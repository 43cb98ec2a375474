// src/noyau/stats.rs
//
// Statistiques sommaires sur l'expression affichée par jolie_chaine() :
// petit enregistrement en lecture seule, rempli par le noyau, que la
// couche d'affichage utilise pour comparer la complexité d'écritures
// équivalentes.

use super::proprietes::Propriete;
use super::rationnel::RationnelBorne;
use super::reel_unifie::ReelUnifie;

/// La longueur en bits d'une constante est celle de sa représentation
/// rationnelle ou entière normalisée. Les comptes d'opérateurs incluent
/// les constantes π et e.
#[derive(Clone, Debug, Default, PartialEq, Eq)]
pub struct Statistiques {
    /// Nombre total de +, −, ×, et de constantes π et e.
    pub nb_ops_communes: u32,
    /// Nombre total d'opérateurs.
    pub nb_ops: u32,
    /// Invocations de fonctions trigonométriques, exponentielles, log.
    pub fonctions_transcendantes: u32,
    /// Longueur totale en bits de toutes les constantes.
    pub bits_constantes_total: u64,
    /// Longueur des constantes en argument de √ et consorts.
    pub bits_constante_interessante: u64,
    /// Nombre de points décimaux ou d'exposants dans les constantes.
    pub nb_decimales: u32,
}

impl Statistiques {
    pub fn nb_ops_rares(&self) -> u32 {
        self.nb_ops - self.nb_ops_communes
    }

    pub fn ajouter(&mut self, autre: &Statistiques) {
        self.nb_ops_communes += autre.nb_ops_communes;
        self.nb_ops += autre.nb_ops;
        self.fonctions_transcendantes += autre.fonctions_transcendantes;
        self.bits_constantes_total += autre.bits_constantes_total;
        self.bits_constante_interessante += autre.bits_constante_interessante;
        self.nb_decimales += autre.nb_decimales;
    }
}

impl ReelUnifie {
    /// Statistiques de l'expression rendue par jolie_chaine(). Suppose
    /// affichable_exactement().
    pub fn statistiques(&self, degres: bool) -> Statistiques {
        let mut resultat = Statistiques::default();
        let normalise = self.rationnel.reduire();
        let entier = normalise.en_entier();
        resultat.bits_constantes_total = match &entier {
            Some(n) => n.bits(),
            None => normalise.longueur_bits(),
        };
        resultat.nb_ops = if entier.is_some() { 0 } else { 1 };
        let propriete = match &self.propriete {
            None | Some(Propriete::Irrationnel) => return resultat,
            Some(p) => p,
        };
        match propriete {
            Propriete::Un | Propriete::Irrationnel => {}
            Propriete::Pi => {
                resultat.nb_ops += 1;
                resultat.nb_ops_communes += 1;
            }
            Propriete::Exp(arg) if arg.est_un() => {
                // affiché "e"
                resultat.nb_ops += 1;
                resultat.nb_ops_communes += 1;
            }
            Propriete::Exp(arg)
            | Propriete::Ln(arg)
            | Propriete::Log(arg)
            | Propriete::SinPi(arg)
            | Propriete::TanPi(arg)
            | Propriete::Asin(arg)
            | Propriete::Atan(arg)
            | Propriete::Racine(arg) => {
                if !matches!(propriete, Propriete::Racine(_)) {
                    resultat.fonctions_transcendantes += 1;
                }
                let trig_pi =
                    matches!(propriete, Propriete::SinPi(_) | Propriete::TanPi(_));
                let arg_affiche = if degres && trig_pi {
                    // l'argument sera converti en degrés à l'affichage
                    arg.multiplier(&RationnelBorne::cent_quatre_vingts())
                        .map(|r| r.reduire())
                        .unwrap_or_else(|| arg.clone())
                } else {
                    arg.clone()
                };
                let arg_entier = arg_affiche.en_entier();
                let bits_arg = match &arg_entier {
                    Some(n) => n.bits(),
                    None => arg_affiche.longueur_bits(),
                };
                resultat.bits_constantes_total += bits_arg;
                resultat.bits_constante_interessante = bits_arg;
                // 1 pour la fonction principale, peut-être 1 pour le quotient
                resultat.nb_ops += if arg_entier.is_some() { 1 } else { 2 };
                let trig_inverse =
                    matches!(propriete, Propriete::Asin(_) | Propriete::Atan(_));
                if degres {
                    if trig_inverse {
                        // conversion disgracieuse ajoutée à l'affichage
                        resultat.bits_constantes_total += 8; // la constante 180
                        resultat.nb_ops += 3; // multiplication, division, π
                    }
                } else {
                    // l'expression affichée porte un π derrière l'argument
                    resultat.nb_ops += 1;
                }
            }
        }
        resultat
    }
}

#[cfg(test)]
mod tests {
    use super::*;

    #[test]
    fn rationnel_pur_sans_operation() {
        let s = ReelUnifie::depuis_i64(42).statistiques(false);
        assert_eq!(s.nb_ops, 0);
        assert_eq!(s.bits_constantes_total, 6);
        assert_eq!(s.nb_ops_rares(), 0);
    }

    #[test]
    fn pi_est_une_operation_commune() {
        let s = ReelUnifie::pi().statistiques(false);
        assert_eq!(s.nb_ops, 1);
        assert_eq!(s.nb_ops_communes, 1);
        assert_eq!(s.fonctions_transcendantes, 0);
    }

    #[test]
    fn racine_compte_son_argument() {
        let racine12 = ReelUnifie::depuis_i64(12).racine_carree().unwrap();
        let s = racine12.statistiques(false);
        // argument 3 de la racine : constante "intéressante"
        assert_eq!(s.bits_constante_interessante, 2);
        assert_eq!(s.fonctions_transcendantes, 0);
        assert!(s.nb_ops >= 1);
    }

    #[test]
    fn cumul() {
        let mut total = ReelUnifie::pi().statistiques(false);
        total.ajouter(&ReelUnifie::e().statistiques(false));
        assert_eq!(total.nb_ops_communes, 2);
    }
}
/// Au-delà de cette longueur, on réduit systématiquement (politique
/// déterministe : la réduction n'a aucun impact mathématique).
const SEUIL_REDUCTION: u64 = 1024;

/// Plus grand entier pour lequel l'extraction de carré est garantie
/// optimale. On échoue par ex. pour 44 = 11·4, mais on réussit pour tous
/// les carrés parfaits × n avec n ≤ 10.
pub(crate) const EXTRACTION_CARRE_MAX_OPT: i64 = 43;

// Longueur maximale (bits) pour tenter l'extraction de carré : assez grand
// pour que les flottants convertis ne la dépassent pas facilement.
const EXTRACTION_CARRE_MAX_LONGUEUR: u64 = 5000;

#[derive(Clone, Debug)]
pub struct RationnelBorne {
    pub(crate) num: BigInt,
    pub(crate) den: BigInt,
}

/* ------------------------ construction ------------------------ */

impl RationnelBorne {
    pub fn nouveau(num: BigInt, den: BigInt) -> Self {
        Self { num, den }
    }

    pub fn depuis_entier(n: BigInt) -> Self {
        Self { num: n, den: BigInt::one() }
    }

    pub fn entier(n: i64) -> Self {
        Self::depuis_entier(BigInt::from(n))
    }

    pub fn fraction(n: i64, d: i64) -> Self {
        Self { num: BigInt::from(n), den: BigInt::from(d) }
    }

    /// Décomposition exacte, bit à bit, de la représentation IEEE.
    pub fn depuis_f64(x: f64) -> Resultat<Self> {
        if !x.is_finite() {
            return Err(Erreur::Domaine("NaN ou infini non convertible en rationnel"));
        }
        let arrondi = x.round();
        if arrondi == x && arrondi.abs() <= 1000.0 {
            return Ok(Self::entier(arrondi as i64));
        }
        let bits = x.abs().to_bits();
        let mut mantisse = (bits & ((1u64 << 52) - 1)) as i64;
        let exp_biaise = (bits >> 52) as i32;
        let signe: i64 = if x < 0.0 { -1 } else { 1 };
        let mut exp = exp_biaise - 1075; // 1023 + 52 : mantisse traitée en entier
        if exp_biaise == 0 {
            exp += 1; // exposant dénormal décalé de 1
        } else {
            mantisse += 1 << 52; // un de tête implicite
        }
        let mut num = BigInt::from(signe * mantisse);
        let mut den = BigInt::one();
        if exp >= 0 {
            num <<= exp as usize;
        } else {
            den <<= (-exp) as usize;
        }
        Ok(Self { num, den })
    }

    /// Interop avec num-rational (entrée déjà réduite par BigRational).
    pub fn depuis_rationnel(r: &BigRational) -> Self {
        Self { num: r.numer().clone(), den: r.denom().clone() }
    }

    /// Interop inverse ; None si le dénominateur est nul (représentation
    /// invalide, ne devrait pas arriver par construction).
    pub fn en_rationnel(&self) -> Option<BigRational> {
        if self.den.is_zero() {
            return None;
        }
        Some(BigRational::new(self.num.clone(), self.den.clone()))
    }

    // Constantes fréquentes.
    pub fn zero() -> Self { Self::entier(0) }
    pub fn un() -> Self { Self::entier(1) }
    pub fn moins_un() -> Self { Self::entier(-1) }
    pub fn deux() -> Self { Self::entier(2) }
    pub fn moins_deux() -> Self { Self::entier(-2) }
    pub fn trois() -> Self { Self::entier(3) }
    pub fn dix() -> Self { Self::entier(10) }
    pub fn douze() -> Self { Self::entier(12) }
    pub fn moitie() -> Self { Self::fraction(1, 2) }
    pub fn moins_moitie() -> Self { Self::fraction(-1, 2) }
    pub fn tiers() -> Self { Self::fraction(1, 3) }
    pub fn quart() -> Self { Self::fraction(1, 4) }
    pub fn sixieme() -> Self { Self::fraction(1, 6) }
    pub fn cent_quatre_vingts() -> Self { Self::entier(180) }
}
::::::
**About this task**
Find the word "construction" in the entries above, then copy each line that holds it.

**Result**
/* ------------------------ construction ------------------------ */
    /// invalide, ne devrait pas arriver par construction).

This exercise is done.